EXCERPTED RECORDS:
/// Number of slots allocated by the first push into an empty queue.
const INITIAL_CAPACITY: usize = 4;

/// An unbounded FIFO queue backed by a circular buffer.
///
/// The buffer starts unallocated and doubles whenever a push would make
/// `tail` catch up with `head`, so one slot is always left unused. The queue
/// has no synchronization of its own; the pool only touches it while holding
/// its state lock.
pub(crate) struct TaskQueue<T> {
  slots: Vec<Option<T>>,
  /// Index of the oldest queued item.
  head: usize,
  /// Index of the next slot to write.
  tail: usize,
}

impl<T> TaskQueue<T> {
  /// Creates an empty queue without allocating.
  pub(crate) const fn new() -> Self {
    Self {
      slots: Vec::new(),
      head: 0,
      tail: 0,
    }
  }

  /// Appends an item, growing the buffer if it is full.
  pub(crate) fn push(&mut self, item: T) {
    if self.slots.is_empty() {
      self.slots.resize_with(INITIAL_CAPACITY, || None);
    } else if self.advance(self.tail) == self.head {
      self.grow();
    }

    self.slots[self.tail] = Some(item);
    self.tail = self.advance(self.tail);
  }

  /// Removes and returns the oldest item, or `None` if the queue is empty.
  pub(crate) fn pop(&mut self) -> Option<T> {
    if self.head == self.tail {
      return None;
    }

    let item = self.slots[self.head].take();
    self.head = self.advance(self.head);
    item
  }

  pub(crate) fn len(&self) -> usize {
    if self.tail >= self.head {
      self.tail - self.head
    } else {
      self.slots.len() - self.head + self.tail
    }
  }

  pub(crate) fn is_empty(&self) -> bool {
    self.head == self.tail
  }

  /// Number of allocated slots, zero while the queue is unallocated.
  pub(crate) fn capacity(&self) -> usize {
    self.slots.len()
  }

  /// Drops the backing storage and returns to the unallocated state.
  pub(crate) fn reset(&mut self) {
    *self = Self::new();
  }

  /// Doubles the buffer, moving the live range to start at index 0.
  fn grow(&mut self) {
    let len = self.len();
    let doubled = self.slots.len() * 2;

    // Rotating puts the wrapped segment (head..end, then 0..tail) in order.
    self.slots.rotate_left(self.head);
    self.slots.resize_with(doubled, || None);
    self.slots.shrink_to_fit();

    self.head = 0;
    self.tail = len;
  }

  fn advance(&self, index: usize) -> usize {
    let next = index + 1;
    if next >= self.slots.len() {
      next - self.slots.len()
    } else {
      next
    }
  }
}

impl<T> Default for TaskQueue<T> {
  fn default() -> Self {
    Self::new()
  }
}

impl<T> std::fmt::Debug for TaskQueue<T> {
  fn fmt(&self, f: &mut std::fmt::Formatter<'_>) -> std::fmt::Result {
    f.debug_struct("TaskQueue")
      .field("len", &self.len())
      .field("capacity", &self.capacity())
      .field("head", &self.head)
      .field("tail", &self.tail)
      .finish()
  }
}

EXERCISE DESCRIPTION:
Output these and nothing else: the lines from the one holding "let next = index + 1;" through the final line of the entries above, exactly as they appear.

RESPONSE:
    let next = index + 1;
    if next >= self.slots.len() {
      next - self.slots.len()
    } else {
      next
    }
  }
}

impl<T> Default for TaskQueue<T> {
  fn default() -> Self {
    Self::new()
  }
}

impl<T> std::fmt::Debug for TaskQueue<T> {
  fn fmt(&self, f: &mut std::fmt::Formatter<'_>) -> std::fmt::Result {
    f.debug_struct("TaskQueue")
      .field("len", &self.len())
      .field("capacity", &self.capacity())
      .field("head", &self.head)
      .field("tail", &self.tail)
      .finish()
  }
}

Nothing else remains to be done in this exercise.